If the respondent answerered Yes in the previous question, they were asked if they had been arrested once, 1, or More than once, 2.The possible responses for this variable were 0,1,6,7, and 8. 6=refused, 7= legitimate skip, 8= don't know. Very few respondents actually answered 6,7, or 8 so we decided to only graph the data we were focused on, if the repsondent had been arrested once, 1, or more than once 2. The graph shows that more people responded that they had been arrested more than once, if they had been arrested.

table(addhealth$H4ED2)

##
## 1 2 3 4 5 6 7 8 9 10 11 12 13 98
## 16 383 835 182 327 1702 1012 199 256 59 31 39 72 1

summary(addhealth$H4ED2)

## Min. 1st Qu.

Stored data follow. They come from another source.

use crate::domain::a001_category::api;
use crate::domain::a002_product::api as product_api;
use crate::shared::loader::Loader;
use crate::shared::mutation::MutationRunner;
use crate::shared::url_state::{use_query_state, use_route_id, RouterNavigator};
use contracts::domain::a001_category::dto::{
    CategoryDetails, CategoryDetailsData, CategoryDetailsVariables, CategoryListItem,
    CategoryProductItem,
};
use contracts::domain::a001_category::urls::{
    category_list_url, category_url, CategoryDialog, CategoryPageTab, CategoryParams,
};
use contracts::shared::grid::Selection;
use contracts::shared::list_view::{PageControls, PageInfo};
use leptos::prelude::*;

/// State and commands of the category detail page
#[derive(Clone, Copy)]
pub struct CategoryDetailsViewModel {
    pub id: Memo<Option<String>>,
    pub params: Memo<CategoryParams>,
    pub loader: Loader<CategoryDetailsData>,
    /// Checked rows of the active tab
    pub selection: RwSignal<Selection>,
    /// Delete mutations of the page
    pub mutations: MutationRunner,
    variables: Memo<Option<CategoryDetailsVariables>>,
    navigator: RouterNavigator,
}

impl CategoryDetailsViewModel {
    pub fn new() -> Self {
        let id = use_route_id();
        let params = use_query_state::<CategoryParams>();
        let variables = Memo::new(move |_| {
            let id = id.get()?;
            Some(params.with(|p| CategoryDetailsVariables::new(&id, &p.pagination)))
        });

        let vm = Self {
            id,
            params,
            loader: Loader::new(),
            selection: RwSignal::new(Selection::default()),
            mutations: MutationRunner::new(),
            variables,
            navigator: RouterNavigator::new(),
        };

        Effect::new(move |_| {
            if let Some(variables) = vm.variables.get() {
                vm.selection.set(Selection::default());
                vm.loader.load(api::fetch_category(variables));
            }
        });

        vm
    }

    fn reload(&self) {
        if let Some(variables) = self.variables.get_untracked() {
            self.loader.load(api::fetch_category(variables));
        }
    }

    // ========================================================================
    // Reads
    // ========================================================================

    pub fn category(&self) -> Option<CategoryDetails> {
        self.loader
            .data
            .with(|data| data.as_ref().and_then(|d| d.category.clone()))
    }

    /// The query finished but returned no category
    pub fn not_found(&self) -> bool {
        self.loader
            .data
            .with(|data| data.as_ref().is_some_and(|d| d.category.is_none()))
    }

    pub fn title(&self) -> String {
        self.loader
            .data
            .with(|data| {
                data.as_ref()
                    .and_then(|d| d.category.as_ref())
                    .map(|c| c.name.clone())
            })
            .unwrap_or_default()
    }

    pub fn active_tab(&self) -> CategoryPageTab {
        self.params
            .with(|p| p.active_tab.unwrap_or(CategoryPageTab::Categories))
    }

    /// Parent category, or the list for a root category
    pub fn back_url(&self) -> String {
        let parent = self.loader.data.with(|data| {
            data.as_ref()
                .and_then(|d| d.category.as_ref())
                .and_then(|c| c.parent_id().map(str::to_string))
        });
        match parent {
            Some(parent) => category_url(&parent, None),
            None => category_list_url(None),
        }
    }

    /// `None` until loaded
    pub fn subcategories(&self) -> Option<Vec<CategoryListItem>> {
        self.loader.data.with(|data| {
            let category = data.as_ref()?.category.as_ref()?;
            Some(
                category
                    .children
                    .as_ref()
                    .map(|c| c.nodes())
                    .unwrap_or_default(),
            )
        })
    }

    /// `None` until loaded
    pub fn products(&self) -> Option<Vec<CategoryProductItem>> {
        self.loader.data.with(|data| {
            let category = data.as_ref()?.category.as_ref()?;
            Some(
                category
                    .products
                    .as_ref()
                    .map(|c| c.nodes())
                    .unwrap_or_default(),
            )
        })
    }

    /// Ids of the loaded rows of the active tab
    pub fn loaded_ids(&self) -> Vec<String> {
        match self.active_tab() {
            CategoryPageTab::Categories => self
                .subcategories()
                .unwrap_or_default()
                .into_iter()
                .map(|c| c.id)
                .collect(),
            CategoryPageTab::Products => self
                .products()
                .unwrap_or_default()
                .into_iter()
                .map(|p| p.id)
                .collect(),
        }
    }

    fn page_info(&self) -> Option<PageInfo> {
        let tab = self.active_tab();
        self.loader.data.with(|data| {
            let category = data.as_ref()?.category.as_ref()?;
            match tab {
                CategoryPageTab::Categories => category.children_page_info().cloned(),
                CategoryPageTab::Products => category.products_page_info().cloned(),
            }
        })
    }

    pub fn page_controls(&self) -> PageControls {
        PageControls::new(self.page_info().as_ref(), self.loader.loading.get())
    }

    pub fn is_dialog_open(&self, kind: CategoryDialog) -> bool {
        self.params
            .with(|p| p.dialog.as_ref().is_some_and(|d| d.kind == kind))
    }

    pub fn bulk_count(&self) -> usize {
        self.params.with(|p| p.bulk_selection.len())
    }

    // ========================================================================
    // Commands
    // ========================================================================

    fn apply(&self, next: CategoryParams) {
        if let Some(id) = self.id.get_untracked() {
            self.navigator.go(&category_url(&id, Some(&next)));
        }
    }

    pub fn go(&self, url: &str) {
        self.navigator.go(url);
    }

    pub fn set_tab(&self, tab: CategoryPageTab) {
        self.apply(self.params.get_untracked().with_tab(tab));
    }

    pub fn next_page(&self) {
        let current = self.params.get_untracked();
        if let Some(pagination) = self
            .page_info()
            .and_then(|info| current.pagination.next_page(&info))
        {
            self.apply(CategoryParams { pagination, ..current });
        }
    }

    pub fn previous_page(&self) {
        let current = self.params.get_untracked();
        if let Some(pagination) = self
            .page_info()
            .and_then(|info| current.pagination.previous_page(&info))
        {
            self.apply(CategoryParams { pagination, ..current });
        }
    }

    pub fn set_page_size(&self, rows: u32) {
        let mut next = self.params.get_untracked();
        next.pagination.rows = Some(rows);
        next.pagination.reset_cursors();
        self.apply(next);
    }

    pub fn open_delete(&self) {
        self.apply(
            self.params
                .get_untracked()
                .with_dialog(CategoryDialog::Delete, None),
        );
    }

    /// Open the bulk dialog matching the active tab for the checked rows
    pub fn open_bulk_delete(&self) {
        let kind = match self.active_tab() {
            CategoryPageTab::Categories => CategoryDialog::DeleteCategories,
            CategoryPageTab::Products => CategoryDialog::DeleteProducts,
        };
        let mut next = self.params.get_untracked().with_dialog(kind, None);
        next.bulk_selection = self.selection.with_untracked(|s| s.ids().to_vec());
        self.apply(next);
    }

    pub fn close_dialog(&self) {
        self.apply(self.params.get_untracked().without_dialog());
    }

    pub fn delete(&self) {
        let Some(id) = self.id.get_untracked() else {
            return;
        };
        let back_url = self.back_url();
        let navigator = self.navigator;
        self.mutations.run(
            "Category deleted",
            async move { api::delete_category(id).await.map(|p| p.errors) },
            move || navigator.go(&back_url),
        );
    }

    pub fn delete_selected(&self) {
        let params = self.params.get_untracked();
        let ids = params.bulk_selection.clone();
        let Some(kind) = params.dialog.map(|d| d.kind) else {
            return;
        };
        if ids.is_empty() {
            return;
        }

        let vm = *self;
        let on_success = move || {
            // the page may have been left while the request ran
            if vm.params.try_get_untracked().is_none() {
                return;
            }
            vm.selection.try_update(|s| s.clear());
            vm.close_dialog();
            vm.reload();
        };
        match kind {
            CategoryDialog::DeleteCategories => self.mutations.run(
                "Categories deleted",
                async move { api::bulk_delete_categories(ids).await.map(|p| p.errors) },
                on_success,
            ),
            CategoryDialog::DeleteProducts => self.mutations.run(
                "Products deleted",
                async move { product_api::bulk_delete_products(ids).await.map(|p| p.errors) },
                on_success,
            ),
            CategoryDialog::Delete => {}
        }
    }
}
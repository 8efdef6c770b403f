use leptos::prelude::*;

pub fn icon(name: &str) -> AnyView {
    match name {
        "products" => view! {
            <svg width="20" height="20" viewBox="0 0 24 24" fill="none" stroke="currentColor" stroke-width="2" stroke-linecap="round" stroke-linejoin="round" aria-hidden="true">
                <path d="M21 16V8a2 2 0 0 0-1-1.73l-7-4a2 2 0 0 0-2 0l-7 4A2 2 0 0 0 3 8v8a2 2 0 0 0 1 1.73l7 4a2 2 0 0 0 2 0l7-4A2 2 0 0 0 21 16z"/>
                <path d="M3.27 6.96 12 12l8.73-5.04"/>
                <path d="M12 22V12"/>
            </svg>
        }.into_any(),
        "categories" => view! {
            <svg width="20" height="20" viewBox="0 0 24 24" fill="none" stroke="currentColor" stroke-width="2" stroke-linecap="round" stroke-linejoin="round" aria-hidden="true">
                <rect x="3" y="3" width="7" height="7" rx="1"/>
                <rect x="14" y="3" width="7" height="7" rx="1"/>
                <rect x="14" y="14" width="7" height="7" rx="1"/>
                <rect x="3" y="14" width="7" height="7" rx="1"/>
            </svg>
        }.into_any(),
        "discounts" => view! {
            <svg width="20" height="20" viewBox="0 0 24 24" fill="none" stroke="currentColor" stroke-width="2" stroke-linecap="round" stroke-linejoin="round" aria-hidden="true">
                <path d="M20.59 13.41 13.42 20.58a2 2 0 0 1-2.83 0L2 12V2h10l8.59 8.59a2 2 0 0 1 0 2.82z"/>
                <circle cx="7" cy="7" r="1.5"/>
            </svg>
        }.into_any(),
        "plus" => view! {
            <svg width="16" height="16" viewBox="0 0 24 24" fill="none" stroke="currentColor" stroke-width="2" stroke-linecap="round" stroke-linejoin="round" aria-hidden="true">
                <path d="M12 5v14"/>
                <path d="M5 12h14"/>
            </svg>
        }.into_any(),
        "delete" => view! {
            <svg width="16" height="16" viewBox="0 0 24 24" fill="none" stroke="currentColor" stroke-width="2" stroke-linecap="round" stroke-linejoin="round" aria-hidden="true">
                <path d="M3 6h18"/>
                <path d="M19 6l-1 14a2 2 0 0 1-2 2H8a2 2 0 0 1-2-2L5 6"/>
                <path d="M10 11v6"/>
                <path d="M14 11v6"/>
            </svg>
        }.into_any(),
        "columns" => view! {
            <svg width="16" height="16" viewBox="0 0 24 24" fill="none" stroke="currentColor" stroke-width="2" stroke-linecap="round" stroke-linejoin="round" aria-hidden="true">
                <rect x="3" y="3" width="18" height="18" rx="2"/>
                <path d="M9 3v18"/>
                <path d="M15 3v18"/>
            </svg>
        }.into_any(),
        "arrow-left" => view! {
            <svg width="16" height="16" viewBox="0 0 24 24" fill="none" stroke="currentColor" stroke-width="2" stroke-linecap="round" stroke-linejoin="round" aria-hidden="true">
                <path d="M19 12H5"/>
                <path d="M12 19l-7-7 7-7"/>
            </svg>
        }.into_any(),
        "chevron-left" => view! {
            <svg width="16" height="16" viewBox="0 0 24 24" fill="none" stroke="currentColor" stroke-width="2" stroke-linecap="round" stroke-linejoin="round" aria-hidden="true">
                <path d="M15 18l-6-6 6-6"/>
            </svg>
        }.into_any(),
        "chevron-right" => view! {
            <svg width="16" height="16" viewBox="0 0 24 24" fill="none" stroke="currentColor" stroke-width="2" stroke-linecap="round" stroke-linejoin="round" aria-hidden="true">
                <path d="M9 18l6-6-6-6"/>
            </svg>
        }.into_any(),
        _ => view! { <span class="icon-placeholder"></span> }.into_any(),
    }
}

Median Mean 3rd Qu. Max. NA's
## 1.000 4.000 6.000 5.724 7.000 98.000 1390

hist(addhealth$H4ED2,
main = "Highest Level of Education",
xlab = "8th Grade - Doctorate",
col = "yellow",
ylim = c(0,2000),
xlim = c(0,12))

summary(addhealth$H4ED2)

## Min. 1st Qu. Median Mean 3rd Qu. Max. NA's
## 1.000 4.000 6.000 5.724 7.000 98.000 1390

This histogram is used to show the Highest Level of Education recieved by the respondent. 1=8th grade or less, 2=some highschool,3=high school graduate 4=some vocational/techinical training after high school, 5=completed voc./tech. training, 6=some college, 7=bachelor's degree, 8=some graduate school, 9=completed a mastser's degree, 10=some grad. training beyond mast., 11= completed doctoral. The histogram is symmetric. The best indicator of spread would be the median in this case. The median is 6, some college.

hist(addhealth$H4OD1Y,
main = "Respondents Date of Birth - Year",
xlab = "Year Born", col = "purple",
ylim = c(0,1000),
xlim = c(1974, 1983))

summary(addhealth$H4OD1Y)

## Min. 1st Qu. Median Mean 3rd Qu. Max. NA's
## 1974 1978 1979 1979 1980 1983 1390

This histogram is showing the year that the respondents were born, therefore their age. I would say it has a symmetric distribution. The average year the respondents were born is 1979. Not many people were born in the early 70s, or early 80s. The mode is 1978.